Implementation:Microsoft DeepSpeedExamples VisProjection

Implementation: VisProjection

Metadata

Field	Value
Page Type	Implementation (Pattern Doc)
Title	VisProjection
Repository	Microsoft/DeepSpeedExamples
Application	DeepSpeed-VisualChat
File	`applications/DeepSpeed-VisualChat/utils/model/vis_proj.py`
Lines	15-153
Language	Python
Status	Active

Overview

Concrete tool for vision-to-language projection in DeepSpeed-VisualChat supporting ViT linear and Perceiver cross-attention modes.

Code Reference

VisProjection_vit (Lines 15-25)

class VisProjection_vit(nn.Module):
    def __init__(self, vis_config, lang_dim):
        super().__init__()
        self.vis_layer = CLIPEncoderLayer(vis_config)
        self.projection = nn.Sequential(
            nn.Linear(vis_config.hidden_size, lang_dim),
            nn.LayerNorm(lang_dim, eps=1e-12))

    def forward(self, vis_input):
        vis_feature = self.vis_layer(vis_input, None, None)[0]
        return self.projection(vis_feature)

This module chains a single CLIPEncoderLayer (self-attention + FFN) with a linear projection and layer normalization. The CLIPEncoderLayer provides one additional round of cross-patch feature refinement before the dimension mapping.

VisProjection_perceiver (Lines 97-153)

class VisProjection_perceiver(nn.Module):
    def __init__(self, vis_config, lang_dim):
        super().__init__()
        grid_size = 16
        self.num_queries = grid_size ** 2     # 256 learned queries
        self.embed_dim = lang_dim
        self.num_heads = lang_dim // 128      # e.g., 32 for 4096-dim

        self.pos_embed = nn.Parameter(
            torch.from_numpy(
                get_2d_sincos_pos_embed(lang_dim, grid_size)
            ).float()
        ).requires_grad_(False)               # fixed positional embeddings

        self.query = nn.Parameter(torch.zeros(self.num_queries, lang_dim))
        trunc_normal_(self.query, std=.02)    # truncated normal init

        self.kv_proj = nn.Linear(vis_config.hidden_size, lang_dim)
        self.attn = nn.MultiheadAttention(lang_dim, self.num_heads)
        self.ln_q = nn.LayerNorm(lang_dim, eps=1e-12)
        self.ln_kv = nn.LayerNorm(lang_dim, eps=1e-12)
        self.projection = nn.Sequential(
            nn.LayerNorm(lang_dim, eps=1e-12),
            nn.Linear(lang_dim, lang_dim))

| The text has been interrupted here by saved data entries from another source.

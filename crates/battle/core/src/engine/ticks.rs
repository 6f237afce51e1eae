//! Turn-start effect ticks applied to combatants.

use crate::combatant::CombatantId;
use crate::effects::{EffectKind, TickReport};
use crate::error::BattleError;

use super::{BattleSession, Step, TurnReport};

impl BattleSession {
    /// Tick one combatant's effects outside the normal turn flow.
    ///
    /// The regular transitions already tick every actor exactly once before
    /// its move; this is for hosts driving their own sequencing.
    pub fn apply_turn_start_effects(
        &mut self,
        combatant: &CombatantId,
    ) -> Result<TurnReport, BattleError> {
        self.ensure_active()?;
        let index = self
            .index_of(combatant)
            .ok_or_else(|| BattleError::UnknownCombatant(combatant.clone()))?;

        let mut step = Step::default();
        self.tick_effects(index, &mut step);
        self.check_outcome(&mut step);
        Ok(self.finish(step))
    }

    /// Run the ledger tick and settle its figures against the pools.
    pub(super) fn tick_effects(&mut self, index: usize, step: &mut Step) -> TickReport {
        if self.combatants[index].effects.is_empty() {
            return TickReport::default();
        }

        let confuse_chance = self.config.confuse_chance_percent;
        let report = self.combatants[index]
            .effects
            .tick(&mut self.rng, confuse_chance);
        self.touch(step, index);
        let name = self.combatants[index].name.clone();

        if report.cleansed {
            self.push_log(step, format!("{name}'s effects are washed away."));
            return report;
        }

        let mut seen: Vec<EffectKind> = Vec::with_capacity(report.ticks.len());
        for tick in &report.ticks {
            seen.push(tick.kind);
            if tick.dormant || tick.damage == 0 {
                continue;
            }
            // Stacked entries of one kind get an ordinal so each line survives dedupe.
            let ordinal = seen.iter().filter(|&&kind| kind == tick.kind).count();
            let stack = if ordinal > 1 {
                format!(" (#{ordinal})")
            } else {
                String::new()
            };
            match tick.kind {
                EffectKind::Burn | EffectKind::Poison => {
                    self.push_log(
                        step,
                        format!("{name} takes {} {} damage{stack}.", tick.damage, tick.kind),
                    );
                }
                EffectKind::Bleed => {
                    self.push_log(step, format!("{name} bleeds for {} damage{stack}.", tick.damage));
                }
                _ => {}
            }
        }

        if report.combined_damage > 0 {
            self.combatants[index].take_damage(report.combined_damage);
        }
        if report.bleed_damage > 0 {
            self.combatants[index].take_direct_damage(report.bleed_damage);
        }
        if report.resource_loss > 0 {
            let lost = self.combatants[index].drain_resource(report.resource_loss);
            if lost > 0 {
                self.push_log(step, format!("{name} loses {lost} PP."));
            }
        }

        for drain in &report.drains {
            let taken = self.combatants[index].drain_resource(drain.amount);
            let heal = if drain.heal > 0 { drain.heal } else { taken };
            let source = drain
                .source
                .as_ref()
                .and_then(|id| self.index_of(id))
                .filter(|&i| !self.combatants[i].is_defeated());
            match source {
                Some(source) => {
                    let healed = self.combatants[source].heal(heal);
                    self.touch(step, source);
                    let source_name = self.combatants[source].name.clone();
                    self.push_log(
                        step,
                        format!("{source_name} drains {taken} from {name} and recovers {healed}."),
                    );
                }
                None => self.push_log(step, format!("{name} is drained of {taken}.")),
            }
        }

        for kind in &report.expired {
            self.push_log(step, format!("{name}'s {kind} has worn off."));
        }

        self.check_awakening(step);
        report
    }
}

#[cfg(test)]
mod tests {
    use crate::combatant::CombatantId;
    use crate::effects::{ActiveEffect, EffectKind};
    use crate::engine::fixtures::cpu_session;

    #[test]
    fn burn_ticks_shield_first_and_counts_down() {
        let mut session = cpu_session();
        let goblin = CombatantId::from("goblin");
        let index = session.index_of(&goblin).expect("goblin");
        session.combatants[index]
            .effects
            .apply(ActiveEffect::new(EffectKind::Burn, 2).with_damage(10));

        let report = session
            .apply_turn_start_effects(&goblin)
            .expect("active battle");

        let goblin = session.combatant(&goblin).expect("goblin");
        assert_eq!(goblin.shield(), 5);
        assert_eq!(goblin.health(), 100);
        assert_eq!(goblin.effects.iter().next().map(|e| e.remaining_turns), Some(1));
        assert_eq!(
            report
                .log_lines
                .iter()
                .filter(|l| l.contains("burn damage"))
                .count(),
            1
        );
        assert!(!report.log_lines.iter().any(|l| l.contains("worn off")));
    }

    #[test]
    fn equal_poison_stacks_each_get_a_line() {
        let mut session = cpu_session();
        let goblin = CombatantId::from("goblin");
        let index = session.index_of(&goblin).expect("goblin");
        for _ in 0..2 {
            session.combatants[index]
                .effects
                .apply(ActiveEffect::new(EffectKind::Poison, 3).with_damage(3));
        }

        let report = session.apply_turn_start_effects(&goblin).expect("active");

        let poison: Vec<_> = report
            .log_lines
            .iter()
            .filter(|l| l.contains("poison damage"))
            .collect();
        assert_eq!(
            poison,
            vec![
                "[Turn 1] Goblin takes 3 poison damage.",
                "[Turn 1] Goblin takes 3 poison damage (#2).",
            ]
        );
        assert_eq!(session.combatant(&goblin).map(|c| c.shield()), Some(9));
    }

    #[test]
    fn drain_heals_its_source() {
        let mut session = cpu_session();
        let hero = CombatantId::from("hero");
        let goblin = CombatantId::from("goblin");
        let hero_index = session.index_of(&hero).expect("hero");
        let goblin_index = session.index_of(&goblin).expect("goblin");

        session.combatants[hero_index].take_damage(30);
        session.combatants[goblin_index].effects.apply(
            ActiveEffect::new(EffectKind::Drain, 1)
                .with_pp_steal(8)
                .from_source(hero.clone()),
        );

        session.apply_turn_start_effects(&goblin).expect("active");

        // CPU opponents pay drains with health.
        assert_eq!(session.combatant(&goblin).map(|c| c.health()), Some(92));
        assert_eq!(session.combatant(&hero).map(|c| c.health()), Some(78));
    }

    #[test]
    fn lethal_poison_ends_battle() {
        let mut session = cpu_session();
        let goblin = CombatantId::from("goblin");
        let index = session.index_of(&goblin).expect("goblin");
        session.combatants[index]
            .effects
            .apply(ActiveEffect::new(EffectKind::Bleed, 1).with_damage(500));

        let report = session.apply_turn_start_effects(&goblin).expect("active");
        assert_eq!(report.ended(), Some(crate::state::BattleResult::Victory));
        assert!(session.is_over());
    }
}
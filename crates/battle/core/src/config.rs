/// Battle configuration constants and tunable balance parameters.
#[derive(Clone, Debug, PartialEq, Eq)]
#[cfg_attr(feature = "serde", derive(serde::Serialize, serde::Deserialize))]
pub struct BattleConfig {
    /// Damage/heal/shield roll curve.
    pub roll: RollTuning,
    /// Percent of max health at or below which an awakening opponent fires its
    /// one-shot trigger.
    pub awakening_threshold_percent: u32,
    /// Trigger chance used by `confuse` effects that carry no chance of their own.
    pub confuse_chance_percent: u8,
}

impl BattleConfig {
    // ===== compile-time constants used as type parameters =====
    /// Maximum number of simultaneous effects tracked per combatant.
    pub const MAX_ACTIVE_EFFECTS: usize = 8;

    // ===== runtime-tunable defaults =====
    pub const DEFAULT_AWAKENING_THRESHOLD_PERCENT: u32 = 50;
    pub const DEFAULT_CONFUSE_CHANCE_PERCENT: u8 = 50;

    pub fn new() -> Self {
        Self {
            roll: RollTuning::default(),
            awakening_threshold_percent: Self::DEFAULT_AWAKENING_THRESHOLD_PERCENT,
            confuse_chance_percent: Self::DEFAULT_CONFUSE_CHANCE_PERCENT,
        }
    }
}

impl Default for BattleConfig {
    fn default() -> Self {
        Self::new()
    }
}

/// Balance curve for [`crate::roll`].
///
/// ```text
/// max    = base + base * (move_level - 1) * move_level_bonus_percent / 100
/// spread = max * min(base_spread + mastery * mastery_spread, max_spread) / 100
/// min    = max - spread
/// floor  = min + spread * min(steps * floor_step, max_floor) / 100
/// steps  = (move_level - 1) + mastery / 2 + actor_level / actor_levels_per_floor_step
/// ```
#[derive(Clone, Copy, Debug, PartialEq, Eq)]
#[cfg_attr(feature = "serde", derive(serde::Serialize, serde::Deserialize))]
pub struct RollTuning {
    pub move_level_bonus_percent: u32,
    pub base_spread_percent: u32,
    pub mastery_spread_percent: u32,
    pub max_spread_percent: u32,
    pub floor_step_percent: u32,
    pub actor_levels_per_floor_step: u32,
    pub max_floor_percent: u32,
}

impl Default for RollTuning {
    fn default() -> Self {
        Self {
            move_level_bonus_percent: 10,
            base_spread_percent: 20,
            mastery_spread_percent: 10,
            max_spread_percent: 80,
            floor_step_percent: 5,
            actor_levels_per_floor_step: 5,
            max_floor_percent: 50,
        }
    }
}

        self.apply(self._init_weights)

    def _init_weights(self, m):
        if isinstance(m, nn.Linear):
            trunc_normal_(m.weight, std=.02)
            if isinstance(m, nn.Linear) and m.bias is not None:
                nn.init.constant_(m.bias, 0)
        elif isinstance(m, nn.LayerNorm):
            nn.init.constant_(m.bias, 0)
            nn.init.constant_(m.weight, 1.0)

    def forward(self, x, attn_mask=None):
        pos_embed = get_abs_pos(self.pos_embed, x.size(1))

        x = x[:, 1:, :]                     # remove CLS token
        x = self.kv_proj(x)                  # project to lang_dim
        x = self.ln_kv(x).permute(1, 0, 2)  # (seq, batch, dim) for attn

        N = x.shape[1]
        q = self.ln_q(self.query)
        out = self.attn(
            self._repeat(q, N) + self.pos_embed.unsqueeze(1),
            x + pos_embed.unsqueeze(1),
            x,
            attn_mask=attn_mask)[0]
        return self.projection(out.permute(1, 0, 2))  # back to (batch, seq, dim)

    def _repeat(self, query, N: int):
        return query.unsqueeze(1).repeat(1, N, 1)

Supporting Functions

Positional Embedding Interpolation (Lines 29-45)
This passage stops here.